おおさかは、いつになく強い口調や視線で自分を見上げているちよに驚いた。

「無闇に、何の計画もせずに迷宮に入るとか、僅かの勝算もなく敵と戦うなんてのは
もちろん論外ですが―」

ちよは、自分たちは確かに魔王を討伐するのを旅の最終目的としてもいるが
その前に冒険者としての旅人であること、そうした余裕をもつ事も大事だと語った。

「ええ、私もまた死ぬ目になんかあいたくはありません。でも、それを怖がっていてばかりじゃ財宝や本当のお宝すらも
素通りしていくことになります」

「まあ危険な旅なのは、元々か…少し過保護過ぎたようやわ」

「そうです。
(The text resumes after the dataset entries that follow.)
//! Keyword topic classifier shared by responder selection and interjections.

use serde::{Deserialize, Serialize};

const QUESTION_OPENERS: &[&str] = &[
    "what", "why", "how", "who", "where", "when", "which", "can", "could", "would",
    "should", "do", "does", "did", "is", "are", "will",
];

const EMOTIONAL_WORDS: &[&str] = &[
    "sad", "lonely", "cry", "crying", "tired", "scared", "afraid", "anxious", "upset",
    "depressed", "hurt", "miss", "stressed", "worried", "happy", "excited", "angry",
    "love", "heartbroken",
];

const HELP_WORDS: &[&str] = &["help", "advice", "assist", "stuck", "recommend", "suggest"];

const HELP_PHRASES: &[&str] = &["how do i", "how can i", "can you", "could you", "what should i"];

const CONTROVERSIAL_WORDS: &[&str] = &[
    "politics", "political", "religion", "election", "abortion", "war", "controversial",
    "debate", "wrong", "disagree", "overrated", "best", "worst",
];

const FLIRTATIOUS_WORDS: &[&str] = &[
    "cute", "pretty", "beautiful", "handsome", "date", "crush", "kiss", "flirt",
    "gorgeous", "darling", "sweetheart", "hug",
];

/// Boolean topic tags for a single message.
#[derive(Debug, Clone, Copy, Default, PartialEq, Eq, Hash, Serialize, Deserialize)]
pub struct TopicTags {
    pub question: bool,
    pub emotional: bool,
    pub help_request: bool,
    pub controversial: bool,
    pub flirtatious_opportunity: bool,
}

impl TopicTags {
    /// Whether no tag is set.
    pub fn is_empty(&self) -> bool {
        *self == TopicTags::default()
    }

    /// Names of the set tags, for logging.
    pub fn names(&self) -> Vec<&'static str> {
        let mut names = Vec::new();
        if self.question {
            names.push("question");
        }
        if self.emotional {
            names.push("emotional");
        }
        if self.help_request {
            names.push("help_request");
        }
        if self.controversial {
            names.push("controversial");
        }
        if self.flirtatious_opportunity {
            names.push("flirtatious_opportunity");
        }
        names
    }
}

/// Split lower-cased text into alphanumeric words (apostrophes kept).
pub(crate) fn words(lowercased: &str) -> impl Iterator<Item = &str> {
    lowercased
        .split(|c: char| !(c.is_alphanumeric() || c == '\'' || c == '-'))
        .filter(|w| !w.is_empty())
}

/// Classify lower-cased text into topic tags.
///
/// Pure and cheap, so both selection and interjection call it on demand
/// instead of caching results.
pub fn classify_topics(lowercased: &str) -> TopicTags {
    let trimmed = lowercased.trim();
    let tokens: Vec<&str> = words(trimmed).collect();
    let has_word = |list: &[&str]| tokens.iter().any(|t| list.contains(t));
    let has_phrase = |list: &[&str]| list.iter().any(|p| trimmed.contains(p));

    let question = trimmed.ends_with('?')
        || tokens
            .first()
            .is_some_and(|first| QUESTION_OPENERS.contains(first));

    TopicTags {
        question,
        emotional: has_word(EMOTIONAL_WORDS),
        help_request: has_word(HELP_WORDS) || has_phrase(HELP_PHRASES),
        controversial: has_word(CONTROVERSIAL_WORDS),
        flirtatious_opportunity: has_word(FLIRTATIOUS_WORDS),
    }
}

#[cfg(test)]
mod tests {
    use super::*;

    #[test]
    fn test_plain_statement_has_no_tags() {
        let tags = classify_topics("the weather is nice today.");
        assert!(tags.is_empty());
        assert!(tags.names().is_empty());
    }

    #[test]
    fn test_question_detection() {
        assert!(classify_topics("you like tea?").question);
        assert!(classify_topics("what is your favorite song").question);
        assert!(!classify_topics("i like tea").question);
    }

    #[test]
    fn test_emotional_and_help() {
        let tags = classify_topics("i feel so lonely, can you help me?");
        assert!(tags.emotional);
        assert!(tags.help_request);
        assert!(tags.question);
        assert!(!tags.controversial);
    }

    #[test]
    fn test_whole_words_only() {
        // "saddle" must not read as "sad", "warm" must not read as "war"
        let tags = classify_topics("the saddle is warm");
        assert!(!tags.emotional);
        assert!(!tags.controversial);
    }

    #[test]
    fn test_controversial_and_flirtatious() {
        let tags = classify_topics("pineapple pizza is the worst, but you look cute");
        assert!(tags.controversial);
        assert!(tags.flirtatious_opportunity);
        assert_eq!(tags.names(), vec!["controversial", "flirtatious_opportunity"]);
    }

    #[test]
    fn test_help_phrases() {
        assert!(classify_topics("how do i bake bread").help_request);
        assert!(classify_topics("any advice").help_request);
    }
}
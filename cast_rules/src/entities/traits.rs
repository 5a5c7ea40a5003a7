//! Personality trait definitions.

use serde::{Deserialize, Serialize};
use std::collections::HashMap;

/// Traits consulted by the orchestration formulas.
#[derive(Debug, Clone, Copy, PartialEq, Eq, Hash, Serialize, Deserialize)]
#[serde(rename_all = "snake_case")]
pub enum TraitKind {
    Extroversion,
    Confidence,
    Openness,
    Conscientiousness,
    Agreeableness,
    Neuroticism,
    Empathy,
    Flirtatious,
    Dominant,
}

impl TraitKind {
    /// Every trait kind, in declaration order.
    pub const ALL: [TraitKind; 9] = [
        TraitKind::Extroversion,
        TraitKind::Confidence,
        TraitKind::Openness,
        TraitKind::Conscientiousness,
        TraitKind::Agreeableness,
        TraitKind::Neuroticism,
        TraitKind::Empathy,
        TraitKind::Flirtatious,
        TraitKind::Dominant,
    ];

    /// The key this trait is stored under in a [`TraitVector`].
    pub fn as_str(&self) -> &'static str {
        match self {
            TraitKind::Extroversion => "extroversion",
            TraitKind::Confidence => "confidence",
            TraitKind::Openness => "openness",
            TraitKind::Conscientiousness => "conscientiousness",
            TraitKind::Agreeableness => "agreeableness",
            TraitKind::Neuroticism => "neuroticism",
            TraitKind::Empathy => "empathy",
            TraitKind::Flirtatious => "flirtatious",
            TraitKind::Dominant => "dominant",
        }
    }

    /// Value used when a vector has no entry for this trait.
    ///
    /// Everything is neutral (0.5) except neuroticism, which leans calm.
    pub fn default_value(&self) -> f32 {
        match self {
            TraitKind::Neuroticism => 0.3,
            _ => 0.5,
        }
    }

    /// Parse a stored trait key.
    pub fn from_key(key: &str) -> Option<Self> {
        Self::ALL.into_iter().find(|kind| kind.as_str() == key)
    }
}

impl std::fmt::Display for TraitKind {
    fn fmt(&self, f: &mut std::fmt::Formatter<'_>) -> std::fmt::Result {
        f.write_str(self.as_str())
    }
}

/// Mapping from trait name to a value in `[0, 1]`.
///
/// The key set is open so that trait sheets can carry traits the engine does not
/// read, but every [`TraitKind`] always resolves to a value.
#[derive(Debug, Clone, PartialEq, Serialize, Deserialize, Default)]
#[serde(from = "HashMap<String, f32>", into = "HashMap<String, f32>")]
pub struct TraitVector {
    values: HashMap<String, f32>,
}

impl TraitVector {
    /// Create an empty vector. Every lookup falls back to defaults.
    pub fn new() -> Self {
        Self::default()
    }

    /// The default vector used when no backing data exists.
    pub fn neutral() -> Self {
        let mut vector = Self::new();
        for kind in TraitKind::ALL {
            vector.set(kind, kind.default_value());
        }
        vector
    }

    /// Set a known trait, builder style.
    pub fn with(mut self, kind: TraitKind, value: f32) -> Self {
        self.set(kind, value);
        self
    }

    /// Set a trait by raw name, builder style.
    pub fn with_named(mut self, name: impl Into<String>, value: f32) -> Self {
        self.set_named(name, value);
        self
    }

    /// Set a known trait. Values are clamped to `[0, 1]`.
    pub fn set(&mut self, kind: TraitKind, value: f32) {
        self.set_named(kind.as_str(), value);
    }

    /// Set a trait by raw name. Values are clamped to `[0, 1]`; NaN is ignored.
    pub fn set_named(&mut self, name: impl Into<String>, value: f32) {
        if value.is_nan() {
            return;
        }
        self.values.insert(name.into(), value.clamp(0.0, 1.0));
    }

    /// Resolve a trait, falling back to its documented default.
    pub fn get(&self, kind: TraitKind) -> f32 {
        self.values
            .get(kind.as_str())
            .copied()
            .unwrap_or_else(|| kind.default_value())
    }

    /// Look up a raw trait name without defaults.
    pub fn get_named(&self, name: &str) -> Option<f32> {
        self.values.get(name).copied()
    }

    /// Whether the trait is strictly above `threshold`.
    pub fn is_high(&self, kind: TraitKind, threshold: f32) -> bool {
        self.get(kind) > threshold
    }

    /// Whether the trait is strictly below `threshold`.
    pub fn is_low(&self, kind: TraitKind, threshold: f32) -> bool {
        self.get(kind) < threshold
    }

    /// Overlay another vector's explicit values onto this one.
    pub fn merge(&mut self, other: &TraitVector) {
        for (name, value) in &other.values {
            self.values.insert(name.clone(), *value);
        }
    }

    /// Iterate over explicitly stored values.
    pub fn iter(&self) -> impl Iterator<Item = (&str, f32)> {
        self.values.iter().map(|(name, value)| (name.as_str(), *value))
    }

    /// Number of explicitly stored values.
    pub fn len(&self) -> usize {
        self.values.len()
    }

    /// Whether nothing is explicitly stored.
    pub fn is_empty(&self) -> bool {
        self.values.is_empty()
    }

    pub fn extroversion(&self) -> f32 {
        self.get(TraitKind::Extroversion)
    }

    pub fn confidence(&self) -> f32 {
        self.get(TraitKind::Confidence)
    }

    pub fn agreeableness(&self) -> f32 {
        self.get(TraitKind::Agreeableness)
    }

    pub fn neuroticism(&self) -> f32 {
        self.get(TraitKind::Neuroticism)
    }
}

impl From<HashMap<String, f32>> for TraitVector {
    fn from(raw: HashMap<String, f32>) -> Self {
        let mut vector = Self::new();
        for (name, value) in raw {
            vector.set_named(name, value);
        }
        vector
    }
}

impl From<TraitVector> for HashMap<String, f32> {
    fn from(vector: TraitVector) -> Self {
        vector.values
    }
}

#[cfg(test)]
mod tests {
    use super::*;

    #[test]
    fn test_defaults_for_missing_traits() {
        let traits = TraitVector::new();
        assert_eq!(traits.get(TraitKind::Extroversion), 0.5);
        assert_eq!(traits.get(TraitKind::Confidence), 0.5);
        assert_eq!(traits.get(TraitKind::Neuroticism), 0.3);
    }

    #[test]
    fn test_neutral_vector_is_complete() {
        let traits = TraitVector::neutral();
        assert_eq!(traits.len(), TraitKind::ALL.len());
        assert_eq!(traits.neuroticism(), 0.3);
        assert_eq!(traits.get(TraitKind::Empathy), 0.5);
    }

    #[test]
    fn test_values_are_clamped() {
        let traits = TraitVector::new()
            .with(TraitKind::Extroversion, 1.7)
            .with(TraitKind::Agreeableness, -0.2);

        assert_eq!(traits.extroversion(), 1.0);
        assert_eq!(traits.agreeableness(), 0.0);
    }

    #[test]
    fn test_nan_is_ignored() {
        let mut traits = TraitVector::new();
        traits.set(TraitKind::Openness, f32::NAN);
        assert!(traits.is_empty());
        assert_eq!(traits.get(TraitKind::Openness), 0.5);
    }

    #[test]
    fn test_high_and_low() {
        let traits = TraitVector::new()
            .with(TraitKind::Empathy, 0.9)
            .with(TraitKind::Agreeableness, 0.2);

        assert!(traits.is_high(TraitKind::Empathy, 0.7));
        assert!(!traits.is_high(TraitKind::Openness, 0.7));
        assert!(traits.is_low(TraitKind::Agreeableness, 0.4));
    }

    #[test]
    fn test_unknown_traits_are_preserved() {
        let traits = TraitVector::new().with_named("playfulness", 0.8);
        assert_eq!(traits.get_named("playfulness"), Some(0.8));
        assert_eq!(TraitKind::from_key("playfulness"), None);
        assert_eq!(TraitKind::from_key("dominant"), Some(TraitKind::Dominant));
    }

    #[test]
    fn test_merge_overrides() {
        let mut base = TraitVector::neutral();
        base.merge(&TraitVector::new().with(TraitKind::Extroversion, 0.9));
        assert_eq!(base.extroversion(), 0.9);
        assert_eq!(base.confidence(), 0.5);
    }

    #[test]
    fn test_serializes_as_plain_map() {
        let traits = TraitVector::new().with(TraitKind::Dominant, 0.25);
        let json = serde_json::to_string(&traits).unwrap();
        assert_eq!(json, r#"{"dominant":0.25}"#);

        let parsed: TraitVector = serde_json::from_str(r#"{"empathy":0.75}"#).unwrap();
        assert_eq!(parsed.get(TraitKind::Empathy), 0.75);
    }

    #[test]
    fn test_deserialization_clamps() {
        let parsed: TraitVector = serde_json::from_str(r#"{"openness":3.0}"#).unwrap();
        assert_eq!(parsed.get(TraitKind::Openness), 1.0);
    }
}
impl OrchestrationSession {
    pub fn builder() -> SessionBuilder {
        SessionBuilder::new()
    }

    pub fn config(&self) -> &EngineConfig {
        &self.inner.config
    }

    /// Record a user message and pick who answers it.
    ///
    /// Returns `None` when the roster is empty.
    pub async fn determine_responder(&self, user_message: &str) -> Option<Selection> {
        let (ids, addressing, topics, last_speaker) = {
            let mut state = self.inner.lock();
            state.context.record_user_message(user_message);
            if state.roster.is_empty() {
                debug!(error = %EngineError::NoActiveCharacters, "Nobody to respond");
                return None;
            }
            let addressing = state.context.detect_addressing(&state.roster, user_message);
            let factors = state.context.environmental_factors();
            debug!(topics = ?factors.topics.names(), "User message classified");
            (
                state.roster.ids().to_vec(),
                addressing,
                factors.topics,
                state.context.last_character_speaker(),
            )
        };

        let traits = self.inner.traits.resolve_all(&ids).await;
        self.select(&traits, &addressing, topics, last_speaker, Stimulus::User)
    }

    /// Pick who answers another character's line. The speaker never answers itself.
    ///
    /// The line itself should already be in the context (see [`Self::respond`]).
    pub async fn determine_reply(
        &self,
        source: CharacterId,
        utterance: &str,
        interaction_type: InteractionType,
    ) -> Option<Selection> {
        let (ids, addressing) = {
            let state = self.inner.lock();
            if !state.roster.contains(source) {
                warn!(error = %EngineError::UnknownCharacter(source), "Cannot reply to an absent character");
                return None;
            }
            let addressing = state.context.detect_addressing(&state.roster, utterance);
            (state.roster.ids().to_vec(), addressing)
        };

        let topics = classify_topics(&utterance.to_lowercase());
        let traits = self.inner.traits.resolve_all(&ids).await;
        self.select(
            &traits,
            &addressing,
            topics,
            Some(source),
            Stimulus::Character {
                source,
                interaction_type,
            },
        )
    }

    fn select(
        &self,
        traits: &TraitTable,
        addressing: &Addressing,
        topics: TopicTags,
        last_speaker: Option<CharacterId>,
        stimulus: Stimulus,
    ) -> Option<Selection> {
        let mut guard = self.inner.lock();
        let state = &mut *guard;
        let input = SelectionInput {
            roster: &state.roster,
            traits,
            addressing,
            topics,
            last_speaker,
            stimulus,
        };
        self.inner
            .selector
            .select(&input, &mut state.history, &mut state.rng)
    }

    /// Which bystanders react to `responder` saying `triggering_message`.
    ///
    /// Nothing is committed; see [`Self::schedule_interjections`].
    pub async fn check_for_interjections(
        &self,
        responder: CharacterId,
        triggering_message: &str,
    ) -> Vec<Interjection> {
        let ids = {
            let state = self.inner.lock();
            if !state.roster.contains(responder) {
                warn!(error = %EngineError::UnknownCharacter(responder), "No interjections for an absent responder");
                return Vec::new();
            }
            state.roster.ids().to_vec()
        };

        let topics = classify_topics(&triggering_message.to_lowercase());
        let traits = self.inner.traits.resolve_all(&ids).await;

        let mut guard = self.inner.lock();
        let state = &mut *guard;
        let found = self.inner.trigger.evaluate(
            responder,
            &state.roster,
            &traits,
            &topics,
            &state.history,
            &mut state.rng,
        );
        debug!(responder = %responder, count = found.len(), "Evaluated interjections");
        found
    }

    /// Synthesize `text` and queue it. Returns `None` if the turn had to be dropped.
    pub async fn submit_speech(
        &self,
        character: CharacterId,
        text: &str,
        emotion: Emotion,
        priority: i32,
    ) -> Option<RequestId> {
        self.speak(character, text, emotion, priority, false).await
    }

    /// Like [`Self::submit_speech`], and once playback starts, evaluate and
    /// schedule interjections against this line.
    pub async fn respond(
        &self,
        character: CharacterId,
        text: &str,
        emotion: Emotion,
        priority: i32,
    ) -> Option<RequestId> {
        self.speak(character, text, emotion, priority, true).await
    }

    async fn speak(
        &self,
        character: CharacterId,
        text: &str,
        emotion: Emotion,
        priority: i32,
        follow_up: bool,
    ) -> Option<RequestId> {
        if !self.inner.lock().roster.contains(character) {
            warn!(error = %EngineError::UnknownCharacter(character), "Dropping speech");
            return None;
        }

        let request = SynthesisRequest::new(character, text, emotion);
        let payload =
            match synthesize_with_fallback(self.inner.synthesizer.as_ref(), &request).await {
                Ok(payload) => payload,
                Err(e) => {
                    warn!(character = %character, error = %e, "Dropping turn after synthesis failure");
                    if let Err(e) = self.inner.animator.speech_ended(character) {
                        warn!(character = %character, error = %e, "Animator did not reset");
                    }
                    return None;
                }
            };
        self.inner
            .lock()
            .context
            .record_character_message(character, text);

        let follow_up = if follow_up {
            match Handle::try_current() {
                Ok(runtime) => Some(FollowUp {
                    session: Arc::downgrade(&self.inner),
                    runtime,
                    responder: character,
                    text: text.to_string(),
                }),
                Err(e) => {
                    warn!(error = %e, "No runtime for interjection follow-up");
                    None
                }
            }
        } else {
            None
        };

        let hooks = TurnHooks {
            animation: AnimationHooks::new(Arc::clone(&self.inner.animator)),
            follow_up,
        };
        let request = AudioRequest::new(character, payload)
            .with_emotion(emotion)
            .with_priority(priority)
            .with_hooks(Arc::new(hooks));

        Some(self.inner.scheduler.submit(request))
    }

    /// Start a timer per interjection. Each fires onto the interjection
    /// channel unless the roster changes first. Must run inside a tokio runtime.
    ///
    /// Returns how many timers were started.
    pub fn schedule_interjections(
        &self,
        interjections: Vec<Interjection>,
        triggering_message: &str,
    ) -> usize {
        let runtime = match Handle::try_current() {
            Ok(runtime) => runtime,
            Err(e) => {
                warn!(error = %e, count = interjections.len(), "No runtime, interjections dropped");
                return 0;
            }
        };
        let token = self.inner.lock().cancel.clone();

        let scheduled = interjections.len();
        for interjection in interjections {
            let session = self.clone();
            let token = token.clone();
            let message = triggering_message.to_string();

            debug!(
                character = %interjection.character,
                delay_ms = interjection.delay.as_millis() as u64,
                kind = %interjection.interaction_type,
                "Interjection scheduled"
            );
            runtime.spawn(async move {
                tokio::select! {
                    _ = token.cancelled() => {
                        debug!(character = %interjection.character, "Interjection cancelled by roster change");
                    }
                    _ = tokio::time::sleep(interjection.delay) => {
                        session.dispatch(interjection, message);
                    }
                }
            });
        }
        scheduled
    }

    fn dispatch(&self, interjection: Interjection, triggering_message: String) {
        let record = {
            let mut state = self.inner.lock();
            let present = state.roster.contains(interjection.character)
                && state.roster.contains(interjection.target);
            if !present {
                debug!(character = %interjection.character, "Interjection dropped, character left");
                return;
            }
            state.history.record(
                interjection.character,
                Some(interjection.target),
                interjection.interaction_type,
            )
        };

        info!(
            character = %interjection.character,
            target = %interjection.target,
            kind = %interjection.interaction_type,
            turn = record.turn_index,
            "Interjection due"
        );
        let due = DueInterjection {
            character: interjection.character,
            target: interjection.target,
            interaction_type: interjection.interaction_type,
            emotion: interjection.interaction_type.default_emotion(),
            triggering_message,
            turn_index: record.turn_index,
        };
        if self.inner.due_tx.send(due).is_err() {
            debug!("Interjection receiver dropped");
        }
    }

    /// Report that a request finished playing on its own.
    pub fn playback_finished(&self, id: RequestId) -> bool {
        self.inner.scheduler.complete(id)
    }

    /// Report that a request failed part-way through.
    pub fn playback_failed(&self, id: RequestId, reason: &str) -> bool {
        self.inner.scheduler.fail(id, reason)
    }

    pub fn set_queue_mode(&self, mode: QueueMode) {
        self.inner.scheduler.set_mode(mode);
    }

    pub fn clear_queue(&self) {
        self.inner.scheduler.clear();
    }

    pub fn stop_current(&self) -> Option<RequestId> {
        self.inner.scheduler.stop_current()
    }

    /// Drop a request that has not started yet.
    pub fn cancel_speech(&self, id: RequestId) -> bool {
        self.inner.scheduler.cancel_pending(id)
    }

    pub fn queue_status(&self) -> QueueStatus {
        self.inner.scheduler.status()
    }

    /// Replace the roster. Outstanding interjections are cancelled.
    pub fn set_roster(&self, roster: ActiveRoster) {
        {
            let mut state = self.inner.lock();
            if let Some(sheets) = &self.inner.sheets {
                sheets.seed_from_roster(&roster);
            }
            info!(characters = roster.len(), "Roster replaced");
            state.roster = roster;
            state.renew_token();
        }
        self.inner.traits.invalidate_all();
    }

    /// Put a character on stage. Outstanding interjections are cancelled.
    pub async fn add_character(&self, character: Character) -> CharacterId {
        let id = {
            let mut state = self.inner.lock();
            if let (Some(sheets), false) = (&self.inner.sheets, character.traits.is_empty()) {
                sheets.upsert(character.id, character.traits.clone());
            }
            let id = state.roster.add(character);
            state.renew_token();
            id
        };
        self.inner.traits.invalidate(id).await;
        info!(character = %id, "Character joined");
        id
    }

    /// Take a character off stage. Outstanding interjections are cancelled.
    pub fn remove_character(&self, id: CharacterId) -> Option<Character> {
        let mut state = self.inner.lock();
        let removed = state.roster.remove(id);
        if removed.is_some() {
            info!(character = %id, "Character left");
            state.renew_token();
        }
        removed
    }

    pub fn roster(&self) -> ActiveRoster {
        self.inner.lock().roster.clone()
    }

    /// Forget the conversation, stop all audio, and cancel pending interjections.
    pub fn reset(&self) {
        {
            let mut state = self.inner.lock();
            state.context.clear();
            state.history.clear();
            state.renew_token();
        }
        self.inner.scheduler.clear();
        info!("Session reset");
    }

    pub fn history_snapshot(&self) -> Vec<TurnRecord> {
        self.inner.lock().history.snapshot()
    }

    pub fn recent_messages(&self, count: usize) -> Vec<Message> {
        self.inner
            .lock()
            .context
            .recent_messages(count)
            .cloned()
            .collect()
    }
}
過度に怯えたりせず、警戒心は持ちつつ宝探し。それに…」
「それに?」

「これから魔王を退治しよう!て勇者が、たかだか宝箱1個を目の前にしてビクついてちゃ名折れですよ」

おおさかは吹き出した。

「そらそやな。この世はでっかい宝島や!」

(…なんとなく、いつかよみさんが言ってたことが分かりかけてきたかなぁ)

―集めるべきオーブは、あと2つとした段階の一幕であった。